Budi menyebutkan sejumlah kasus keracunan massal yang terjadi di berbagai daerah, porsi makanan yang dibuat bermasalah. Gejalanya jelas, dan masa inkubasi sangat menentukan jenis racun apakah berasal dari bakteri atau bahan kimia.
Ia menekankan bahwa setiap kali ada laporan keracunan, protokol penanganan harus dijalankan cepat dan tepat, mulai dari identifikasi lokasi, jumlah korban, jenis keracunan, hingga memastikan penanganan medis.
“Prosedur tata laksana sudah baku dan teman-teman di daerah sudah tahu. Pastikan kalau ada keracunan, protokol segera dijalankan dan dilaporkan,” tegasnya.
Budi meminta sinergi antara Dinas Kesehatan dan Dinas Pendidikan agar Upaya Kesehatan Sekolah (UKS) diperkuat sebagai garda terdepan pencegahan.
“Sekolah harus memeriksa makanan yang datang, cek bau, warna, dan teksturnya. Jika ada tanda mencurigakan, jangan disajikan. UKS harus segera menghubungi puskesmas,” imbuh dia.
Ia juga mengajak pihak Menteri Pendidikan Dasar dan Menengah turut mendukung peningkatan kapasitas UKS agar tak hanya fokus pada edukasi, tetapi juga pengawasan dan penanggulangan dini keracunan makanan.
Budi menekankan pentingnya inspeksi kebersihan dapur Satuan Pelayanan Pemenuhan Gizi (SPPG) sebagai sumber utama pengolahan makanan.
“Dinas kesehatan harus memastikan bahan baku, proses masak, penyimpanan, dan kebersihan alat sesuai standar. Petugas harus mencuci tangan, memakai sarung tangan, dan berpakaian bersih,” jelasnya.
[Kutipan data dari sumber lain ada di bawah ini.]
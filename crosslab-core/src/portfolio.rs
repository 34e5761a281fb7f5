//! Portfolio simulation — daily returns, lagged strategy returns, compounding.
//!
//! The signal is shifted one bar before it touches any return: a crossover
//! detected from bar i-1's close only earns the return from i-1 to i. This is
//! the look-ahead-bias guard and lives in [`lag_signal`] so it can be tested on
//! its own.
//!
//! Undefined returns (NaN from price gaps) are treated as 0: the portfolio
//! value is held flat on that bar. `portfolio_value[0]` is the initial
//! investment, so the value series is defined on every bar.

use serde::{Deserialize, Serialize};
use tracing::debug;

use crate::domain::PriceSeries;
use crate::error::BacktestError;
use crate::params::validate_investment;
use crate::signal::SignalFrame;

/// Output of the simulation stage, aligned 1:1 with the input series.
#[derive(Debug, Clone, PartialEq, Serialize, Deserialize)]
pub struct PortfolioFrame {
    pub initial_investment: f64,
    /// `close[i] / close[i-1] - 1`, NaN at index 0 and around gaps.
    pub daily_return: Vec<f64>,
    /// `signal[i-1]`, `None` at index 0.
    pub lagged_signal: Vec<Option<u8>>,
    /// `daily_return[i] * signal[i-1]`, NaN where either side is undefined.
    pub strategy_return: Vec<f64>,
    pub portfolio_value: Vec<f64>,
}

impl PortfolioFrame {
    pub fn len(&self) -> usize {
        self.portfolio_value.len()
    }

    pub fn is_empty(&self) -> bool {
        self.portfolio_value.is_empty()
    }

    pub fn final_value(&self) -> Option<f64> {
        self.portfolio_value.last().copied()
    }

    /// Bars after the first whose strategy return was undefined and held flat.
    pub fn held_flat_bars(&self) -> usize {
        self.strategy_return
            .iter()
            .skip(1)
            .filter(|r| r.is_nan())
            .count()
    }
}

/// Compounds lagged strategy returns from a fixed starting capital.
#[derive(Debug, Clone, Copy)]
pub struct PortfolioSimulator {
    initial_investment: f64,
}

impl PortfolioSimulator {
    pub fn new(initial_investment: f64) -> Result<Self, BacktestError> {
        validate_investment(initial_investment)?;
        Ok(Self { initial_investment })
    }

    pub fn initial_investment(&self) -> f64 {
        self.initial_investment
    }

    pub fn simulate(
        &self,
        series: &PriceSeries,
        signals: &SignalFrame,
    ) -> Result<PortfolioFrame, BacktestError> {
        self.simulate_signal(series, &signals.signal)
    }

    /// Same as [`simulate`](Self::simulate) but takes a raw 0/1 signal.
    pub fn simulate_signal(
        &self,
        series: &PriceSeries,
        signal: &[u8],
    ) -> Result<PortfolioFrame, BacktestError> {
        if signal.len() != series.len() {
            return Err(BacktestError::invalid(
                "signal",
                format!(
                    "length {} does not match series length {}",
                    signal.len(),
                    series.len()
                ),
            ));
        }

        let daily_return = daily_returns(&series.closes());
        let lagged_signal = lag_signal(signal);
        let strategy_return = strategy_returns(&daily_return, &lagged_signal);
        let portfolio_value = compound(self.initial_investment, &strategy_return);

        let frame = PortfolioFrame {
            initial_investment: self.initial_investment,
            daily_return,
            lagged_signal,
            strategy_return,
            portfolio_value,
        };
        debug!(
            bars = frame.len(),
            held_flat = frame.held_flat_bars(),
            final_value = frame.final_value().unwrap_or(self.initial_investment),
            "portfolio stage complete"
        );
        Ok(frame)
    }
}

/// Percent change between consecutive closes. NaN at index 0.
pub fn daily_returns(closes: &[f64]) -> Vec<f64> {
    let mut out = Vec::with_capacity(closes.len());
    if closes.is_empty() {
        return out;
    }
    out.push(f64::NAN);
    for pair in closes.windows(2) {
        out.push(pair[1] / pair[0] - 1.0);
    }
    out
}

/// Shift the signal forward by one bar. The first bar has no prior signal.
pub fn lag_signal(signal: &[u8]) -> Vec<Option<u8>> {
    let mut out = Vec::with_capacity(signal.len());
    if signal.is_empty() {
        return out;
    }
    out.push(None);
    out.extend(signal[..signal.len() - 1].iter().copied().map(Some));
    out
}

/// Element-wise `daily_return * lagged_signal`.
pub fn strategy_returns(daily_return: &[f64], lagged_signal: &[Option<u8>]) -> Vec<f64> {
    daily_return
        .iter()
        .zip(lagged_signal)
        .map(|(&r, s)| match s {
            Some(s) => r * f64::from(*s),
            None => f64::NAN,
        })
        .collect()
}

/// Running product of `1 + r` starting at `initial`. NaN returns hold the
/// value flat; index 0 is always `initial`.
pub fn compound(initial: f64, strategy_return: &[f64]) -> Vec<f64> {
    let mut value = initial;
    strategy_return
        .iter()
        .enumerate()
        .map(|(i, &r)| {
            if i > 0 && !r.is_nan() {
                value *= 1.0 + r;
            }
            value
        })
        .collect()
}
//! Indicator trait and concrete implementations.
//!
//! Indicators are pure functions: price series in, numeric series out, same
//! length. Warmup positions are `f64::NAN`.
//!
//! # Look-ahead contamination guard
//! No indicator value at bar t may depend on price data from bar t+1 or later.
//! Every indicator must pass the truncated-vs-full series test.

pub mod sma;

pub use sma::Sma;

use crate::domain::PriceSeries;

pub trait Indicator: Send + Sync {
    /// Human-readable name (e.g., "sma_20").
    fn name(&self) -> &str;

    /// Number of leading bars that are always NaN.
    fn lookback(&self) -> usize;

    /// Compute the indicator over the whole series.
    fn compute(&self, series: &PriceSeries) -> Vec<f64>;
}

/// Consecutive-day series from close prices, for tests.
#[cfg(test)]
pub fn make_series(closes: &[f64]) -> PriceSeries {
    let start = chrono::NaiveDate::from_ymd_opt(2024, 1, 2).unwrap();
    PriceSeries::from_daily_closes(start, closes).unwrap()
}

/// Assert two f64 values are approximately equal (within epsilon).
#[cfg(test)]
pub fn assert_approx(actual: f64, expected: f64, epsilon: f64) {
    assert!(
        (actual - expected).abs() < epsilon,
        "assert_approx failed: actual={actual}, expected={expected}, diff={}, epsilon={epsilon}",
        (actual - expected).abs()
    );
}

#[cfg(test)]
pub const DEFAULT_EPSILON: f64 = 1e-10;
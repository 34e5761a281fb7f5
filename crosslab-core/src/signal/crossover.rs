//! Dual moving-average crossover — golden cross and death cross detection.
//!
//! The signal is long (1) while the short SMA is strictly above the long SMA
//! and flat (0) otherwise. A bar where either average is undefined is flat.
//! The window sizes are not required to be ordered; with `short >= long` the
//! signal degenerates but still follows the same comparison rule.

use tracing::debug;

use super::{PositionChange, SignalFrame};
use crate::domain::PriceSeries;
use crate::error::BacktestError;
use crate::indicators::{Indicator, Sma};
use crate::params::validate_window;

/// Moving-average crossover signal generator.
#[derive(Debug, Clone)]
pub struct SignalEngine {
    short: Sma,
    long: Sma,
}

impl SignalEngine {
    pub fn new(short_window: usize, long_window: usize) -> Result<Self, BacktestError> {
        validate_window("short_window", short_window)?;
        validate_window("long_window", long_window)?;
        Ok(Self {
            short: Sma::new(short_window)?,
            long: Sma::new(long_window)?,
        })
    }

    pub fn short_window(&self) -> usize {
        self.short.period()
    }

    pub fn long_window(&self) -> usize {
        self.long.period()
    }

    /// First index at which both averages can be defined.
    pub fn warmup_bars(&self) -> usize {
        self.short.lookback().max(self.long.lookback())
    }

    /// Compute averages, signal and position changes. Never fails; a series
    /// shorter than a window just yields an all-flat signal.
    pub fn run(&self, series: &PriceSeries) -> SignalFrame {
        let short_ma = self.short.compute(series);
        let long_ma = self.long.compute(series);
        let signal = signal_from_averages(&short_ma, &long_ma);
        let position = position_changes(&signal);

        debug!(
            short = self.short_window(),
            long = self.long_window(),
            bars = series.len(),
            long_bars = signal.iter().filter(|&&s| s == 1).count(),
            "signal stage complete"
        );

        SignalFrame {
            short_window: self.short_window(),
            long_window: self.long_window(),
            short_ma,
            long_ma,
            signal,
            position,
        }
    }
}

/// Convenience wrapper: build a `SignalEngine` and run it once.
pub fn generate_signals(
    series: &PriceSeries,
    short_window: usize,
    long_window: usize,
) -> Result<SignalFrame, BacktestError> {
    Ok(SignalEngine::new(short_window, long_window)?.run(series))
}

/// 1 iff both averages are defined and short > long. Definedness is checked
/// explicitly rather than relying on NaN comparisons being false.
pub fn signal_from_averages(short_ma: &[f64], long_ma: &[f64]) -> Vec<u8> {
    short_ma
        .iter()
        .zip(long_ma)
        .map(|(&s, &l)| {
            let defined = !s.is_nan() && !l.is_nan();
            u8::from(defined && s > l)
        })
        .collect()
}

/// `signal[i] - signal[i-1]`, undefined at index 0.
pub fn position_changes(signal: &[u8]) -> Vec<Option<PositionChange>> {
    let mut out = Vec::with_capacity(signal.len());
    if signal.is_empty() {
        return out;
    }
    out.push(None);
    for pair in signal.windows(2) {
        let diff = pair[1] as i8 - pair[0] as i8;
        out.push(Some(PositionChange::from_diff(diff)));
    }
    out
}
Dia menegaskan seluruh SPPG wajib mengantongi Sertifikat Laik Higiene dan Sanitasi (SLHS). Dari BGN sudah dikeluarkan instruksi agar penerbitan SLHS dipercepat.
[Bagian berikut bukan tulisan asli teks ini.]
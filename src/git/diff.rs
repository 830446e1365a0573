use super::error::{GitError, Result};
use super::repository::contained_path;
use super::runner::GitRunner;
use super::session::Session;
use serde::Serialize;
use tracing::{debug, instrument};

/// Appended to a diff that was cut to fit the byte budget
pub const TRUNCATION_MARKER: &str = "\n[diff truncated]";

/// Lines of context in every unified diff we produce
const UNIFIED_CONTEXT: &str = "--unified=3";

/// Unified diff for a single path
#[derive(Debug, Clone, PartialEq, Serialize)]
pub struct FileDiff {
    pub path: String,
    pub diff: Option<String>,
    #[serde(rename = "diff_truncated")]
    pub truncated: bool,
}

/// Category of a failed git invocation, derived from its diagnostic text
#[derive(Debug, Clone, Copy, PartialEq, Eq)]
pub enum FailureKind {
    /// git does not know the path (e.g. a brand-new untracked file)
    UnknownPath,
    Other,
}

/// Classify a git failure using only its stderr wording.
///
/// git offers no structured error codes for this, so these substrings are
/// the single place to update if its messages change.
pub fn classify_failure(err: &GitError) -> FailureKind {
    const UNKNOWN_PATH_MARKERS: [&str; 2] = ["is outside repository", "ambiguous argument"];

    match err {
        GitError::Command { stderr, .. }
            if UNKNOWN_PATH_MARKERS.iter().any(|m| stderr.contains(m)) =>
        {
            FailureKind::UnknownPath
        }
        _ => FailureKind::Other,
    }
}

/// Cap `text` at `max_bytes` of UTF-8.
///
/// Oversized text is cut at the last character boundary that fits, so a
/// partial multi-byte sequence is dropped rather than split, and
/// [`TRUNCATION_MARKER`] is appended. Returns the text and whether it was cut.
pub fn truncate_to_bytes(text: String, max_bytes: usize) -> (String, bool) {
    if text.len() <= max_bytes {
        return (text, false);
    }

    let mut end = max_bytes;
    while !text.is_char_boundary(end) {
        end -= 1;
    }

    let mut truncated = String::with_capacity(end + TRUNCATION_MARKER.len());
    truncated.push_str(&text[..end]);
    truncated.push_str(TRUNCATION_MARKER);
    (truncated, true)
}

/// Fetch the unified diff of one file.
///
/// `staged = false` compares the working tree against the index,
/// `staged = true` the index against HEAD. Files git does not track yet are
/// diffed against an empty input, so every line shows as added. Paths that
/// resolve outside the repository fail with [`GitError::PathViolation`].
#[instrument(skip(runner, session), fields(session_id = session.id()))]
pub async fn get_file_diff(
    runner: &GitRunner,
    session: &Session,
    path: &str,
    staged: bool,
    max_bytes: usize,
) -> Result<FileDiff> {
    let dir = session.directory();

    let mut args = vec!["diff", UNIFIED_CONTEXT];
    if staged {
        args.push("--staged");
    }
    args.extend(["--", path]);

    let text = match runner.run(&args, dir).await {
        Ok(text) => text,
        Err(e) if classify_failure(&e) == FailureKind::UnknownPath => {
            debug!(path, error = %e, "path unknown to git, diffing against empty input");
            diff_against_empty(runner, session, path).await?
        }
        Err(e) => return Err(e),
    };

    // `git diff -- <path>` succeeds silently for untracked files
    let text = if text.is_empty() && !staged && is_untracked(runner, session, path).await? {
        debug!(path, "path is untracked, diffing against empty input");
        diff_against_empty(runner, session, path).await?
    } else {
        text
    };

    let (diff, truncated) = truncate_to_bytes(text, max_bytes);

    Ok(FileDiff {
        path: path.to_string(),
        diff: (!diff.is_empty()).then_some(diff),
        truncated,
    })
}

async fn is_untracked(runner: &GitRunner, session: &Session, path: &str) -> Result<bool> {
    let out = runner
        .run(
            &["ls-files", "--others", "--exclude-standard", "--", path],
            session.directory(),
        )
        .await?;
    Ok(!out.trim().is_empty())
}

async fn diff_against_empty(runner: &GitRunner, session: &Session, path: &str) -> Result<String> {
    // --no-index reads any file, so keep it to the working tree
    if contained_path(session.directory(), path).is_none() {
        return Err(GitError::PathViolation {
            name: path.to_string(),
            root: session.directory().to_path_buf(),
        });
    }

    // --no-index exits with 1 when the inputs differ
    runner
        .run_allowing(
            &["diff", "--no-index", UNIFIED_CONTEXT, "--", "/dev/null", path],
            session.directory(),
            &[1],
        )
        .await
}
“Targetnya satu bulan, bila perlu dua minggu. Dinas kesehatan harus jemput bola melakukan inspeksi,” tegas Budi.
Kemenkes telah menyederhanakan prosedur penerbitan SLHS agar bisa selesai maksimal 13 hari tanpa mengurangi standar.
Pemeriksaan meliputi kondisi dapur, kebersihan lingkungan, hingga sampel bahan makanan untuk trace back jika terjadi keracunan.
Untuk deteksi cepat, Budi meminta daerah memperkuat laboratorium kesehatan daerah dengan peralatan PCR untuk bakteri dan virus, serta toxicology lab untuk zat kimia.
“Kalau pakai kultur butuh waktu lama, jadi PCR wajib tersedia. Kami sedang menghitung biaya agar bisa menambah alat rapid test khusus bakteri dan kimia sebelum makanan didistribusikan,” pungkasnya.